**Problem requirements:**
Starting at the line that contains "pub fn get_document(&self, name: &str, id: &str)" and ending at the line that contains "the clock does.", the lines below are to be given again exactly, with nothing added.

**Task data:**
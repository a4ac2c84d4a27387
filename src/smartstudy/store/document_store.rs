use super::backend::StorageBackend;
use super::{ImportReport, KeyLayout, StoreStatus};
use crate::error::{Result, StudyError};
use crate::filter::Filter;
use crate::ids::{IdGenerator, UuidGenerator};
use crate::model::{Document, Fields, Snapshot, KNOWN_COLLECTIONS, SETTINGS};
use chrono::Utc;
use serde::Deserialize;
use serde_json::{json, Value};
use tracing::{debug, error, warn};

/// Attempts at drawing an id that is not already used in the collection.
const MAX_ID_ATTEMPTS: usize = 8;

pub const DEFAULT_SETTINGS_ID: &str = "default";

/// The settings document every fresh or cleared store starts with.
pub fn default_settings() -> Document {
    let fields = match json!({
        "theme": "light",
        "notifications": true,
        "emailUpdates": true,
        "studyReminders": true,
    }) {
        Value::Object(map) => map,
        _ => Fields::new(),
    };
    Document::new(DEFAULT_SETTINGS_ID, fields)
}

/// Named collections of JSON documents persisted through a [`StorageBackend`].
///
/// Construction initializes the store: every known collection whose key is
/// absent is written as `[]`, then the default settings document is added if
/// `settings` is empty. When the backend reports itself unavailable the store
/// degrades to one that reads empty and refuses every write with
/// [`StudyError::StorageUnavailable`].
pub struct DocumentStore<B: StorageBackend> {
    /// The underlying storage backend.
    /// Exposed as pub(crate) for the session record and tests.
    pub(crate) backend: B,
    keys: KeyLayout,
    ids: Box<dyn IdGenerator>,
    available: bool,
    freshly_created: bool,
}

impl<B: StorageBackend> DocumentStore<B> {
    pub fn with_backend(backend: B) -> Self {
        Self::new(backend, KeyLayout::default())
    }

    pub fn new(backend: B, keys: KeyLayout) -> Self {
        Self::with_id_generator(backend, keys, Box::new(UuidGenerator))
    }

    pub fn with_id_generator(backend: B, keys: KeyLayout, ids: Box<dyn IdGenerator>) -> Self {
        let available = backend.is_available();
        let mut store = Self {
            backend,
            keys,
            ids,
            available,
            freshly_created: false,
        };

        if !available {
            error!("Storage backend is not available; documents will not be persisted");
            return store;
        }

        match store.initialize() {
            Ok(created) => store.freshly_created = created == KNOWN_COLLECTIONS.len(),
            Err(e) => error!(error = %e, "Failed to initialize document store"),
        }
        store
    }

    /// Writes `[]` for absent known collections and seeds default settings.
    /// Returns how many collection keys had to be created.
    fn initialize(&mut self) -> Result<usize> {
        let mut created = 0;
        for name in KNOWN_COLLECTIONS {
            let key = self.keys.collection_key(name);
            if self.backend.get_item(&key)?.is_none() {
                self.backend.set_item(&key, "[]")?;
                created += 1;
            }
        }

        if self.get_collection(SETTINGS).is_empty() {
            self.set_collection(SETTINGS, &[default_settings()])?;
        }
        Ok(created)
    }

    pub fn is_available(&self) -> bool {
        self.available
    }

    /// True when this store found none of its collections on construction.
    pub fn freshly_created(&self) -> bool {
        self.freshly_created
    }

    pub fn keys(&self) -> &KeyLayout {
        &self.keys
    }

    pub(crate) fn backend(&self) -> &B {
        &self.backend
    }

    pub(crate) fn ensure_available(&self) -> Result<()> {
        if self.available {
            Ok(())
        } else {
            Err(StudyError::StorageUnavailable)
        }
    }

    /// Parses the stored array one element at a time, so a single odd
    /// document never hides the rest. Elements that are not objects are dropped.
    fn read_collection(&self, name: &str) -> Result<Vec<Document>> {
        self.ensure_available()?;
        let raw = match self.backend.get_item(&self.keys.collection_key(name))? {
            Some(raw) => raw,
            None => return Ok(Vec::new()),
        };
        let items: Vec<Value> = serde_json::from_str(&raw)?;
        let total = items.len();
        let docs: Vec<Document> = items
            .into_iter()
            .filter_map(|item| match item {
                Value::Object(map) => Some(Document::from_object(map)),
                _ => None,
            })
            .collect();
        if docs.len() < total {
            warn!(
                collection = name,
                dropped = total - docs.len(),
                "Ignoring collection entries that are not objects"
            );
        }
        Ok(docs)
    }

    /// All documents of `name` in stored order. Absent, unreadable and corrupt
    /// collections read as empty.
    pub fn get_collection(&self, name: &str) -> Vec<Document> {
        match self.read_collection(name) {
            Ok(docs) => docs,
            Err(StudyError::StorageUnavailable) => Vec::new(),
            Err(e) => {
                warn!(collection = name, error = %e, "Unreadable collection treated as empty");
                Vec::new()
            }
        }
    }

    /// Replaces the whole contents of `name`.
    pub fn set_collection(&mut self, name: &str, docs: &[Document]) -> Result<()> {
        self.ensure_available()?;
        let raw = serde_json::to_string(docs)?;
        if let Err(e) = self.backend.set_item(&self.keys.collection_key(name), &raw) {
            warn!(collection = name, error = %e, "Failed to write collection");
            return Err(e);
        }
        debug!(collection = name, documents = docs.len(), "Collection written");
        Ok(())
    }

    fn fresh_id(&self, existing: &[Document]) -> Result<String> {
        for _ in 0..MAX_ID_ATTEMPTS {
            let id = self.ids.generate();
            if !id.is_empty() && !existing.iter().any(|doc| doc.id == id) {
                return Ok(id);
            }
        }
        Err(StudyError::Store(
            "Could not generate a unique document id".to_string(),
        ))
    }

    /// Appends a new document built from `fields` and returns it.
    ///
    /// The id and `createdAt` are assigned here; any system fields in
    /// `fields` are dropped.
    pub fn add_document(&mut self, name: &str, fields: Fields) -> Result<Document> {
        self.ensure_available()?;
        let mut docs = self.get_collection(name);
        let id = self.fresh_id(&docs)?;

        let mut doc = Document::new(id, fields);
        doc.created_at = Some(Utc::now());
        docs.push(doc.clone());

        self.set_collection(name, &docs)?;
        Ok(doc)
    }

    pub fn get_document(&self, name: &str, id: &str) -> Option<Document> {
        self.get_collection(name)
            .into_iter()
            .find(|doc| doc.id == id)
    }

    /// Shallow-merges `partial` into the document and stamps `updatedAt`.
    ///
    /// `updatedAt` never moves backwards, even if the clock does.
    pub fn update_document(&mut self, name: &str, id: &str, partial: Fields) -> Result<Document> {
        self.ensure_available()?;
        let mut docs = self.get_collection(name);
        let doc = docs
            .iter_mut()
            .find(|doc| doc.id == id)
            .ok_or_else(|| StudyError::not_found(name, id))?;

        doc.merge(partial);
        let now = Utc::now();
        doc.touch(match doc.updated_at {
            Some(previous) if previous > now => previous,
            _ => now,
        });
        let updated = doc.clone();

        self.set_collection(name, &docs)?;
        Ok(updated)
    }

    pub fn delete_document(&mut self, name: &str, id: &str) -> Result<()> {
        self.ensure_available()?;
        let docs = self.get_collection(name);
        let before = docs.len();
        let remaining: Vec<Document> = docs.into_iter().filter(|doc| doc.id != id).collect();

        if remaining.len() == before {
            return Err(StudyError::not_found(name, id));
        }
        self.set_collection(name, &remaining)
    }

    /// Documents matching every active clause of `filter`, in stored order.
    pub fn query_collection(&self, name: &str, filter: &Filter) -> Vec<Document> {
        let docs = self.get_collection(name);
        if filter.is_empty() {
            return docs;
        }
        docs.into_iter().filter(|doc| filter.matches(doc)).collect()
    }

    /// Removes every known collection and re-initializes the store.
    ///
    /// The session record and collections outside the known set are kept.
    pub fn clear_database(&mut self) -> Result<()> {
        self.ensure_available()?;
        for name in KNOWN_COLLECTIONS {
            self.backend.remove_item(&self.keys.collection_key(name))?;
        }
        self.initialize()?;
        debug!("Database cleared");
        Ok(())
    }

    pub fn export_database(&self) -> Snapshot {
        Snapshot {
            data: KNOWN_COLLECTIONS
                .iter()
                .map(|name| (name.to_string(), self.get_collection(name)))
                .collect(),
        }
    }

    /// Overwrites every collection named in `data` whose value is an array of
    /// documents. Other keys are reported as skipped and left alone.
    pub fn import_database(&mut self, data: &Value) -> Result<ImportReport> {
        self.ensure_available()?;
        let map = data.as_object().ok_or_else(|| {
            StudyError::Api("Import data must be a JSON object keyed by collection".to_string())
        })?;

        let mut report = ImportReport::default();
        for (name, value) in map {
            if !value.is_array() {
                report.skipped.push(name.clone());
                continue;
            }
            match Vec::<Document>::deserialize(value) {
                Ok(docs) => {
                    self.set_collection(name, &docs)?;
                    report.imported.push((name.clone(), docs.len()));
                }
                Err(e) => {
                    warn!(collection = %name, error = %e, "Skipping collection with malformed documents");
                    report.skipped.push(name.clone());
                }
            }
        }
        Ok(report)
    }

    pub fn status(&self) -> StoreStatus {
        StoreStatus {
            collections: KNOWN_COLLECTIONS
                .iter()
                .map(|name| (name.to_string(), self.get_collection(name).len()))
                .collect(),
        }
    }
}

**Answer for this exercise:**
    pub fn get_document(&self, name: &str, id: &str) -> Option<Document> {
        self.get_collection(name)
            .into_iter()
            .find(|doc| doc.id == id)
    }

    /// Shallow-merges `partial` into the document and stamps `updatedAt`.
    ///
    /// `updatedAt` never moves backwards, even if the clock does.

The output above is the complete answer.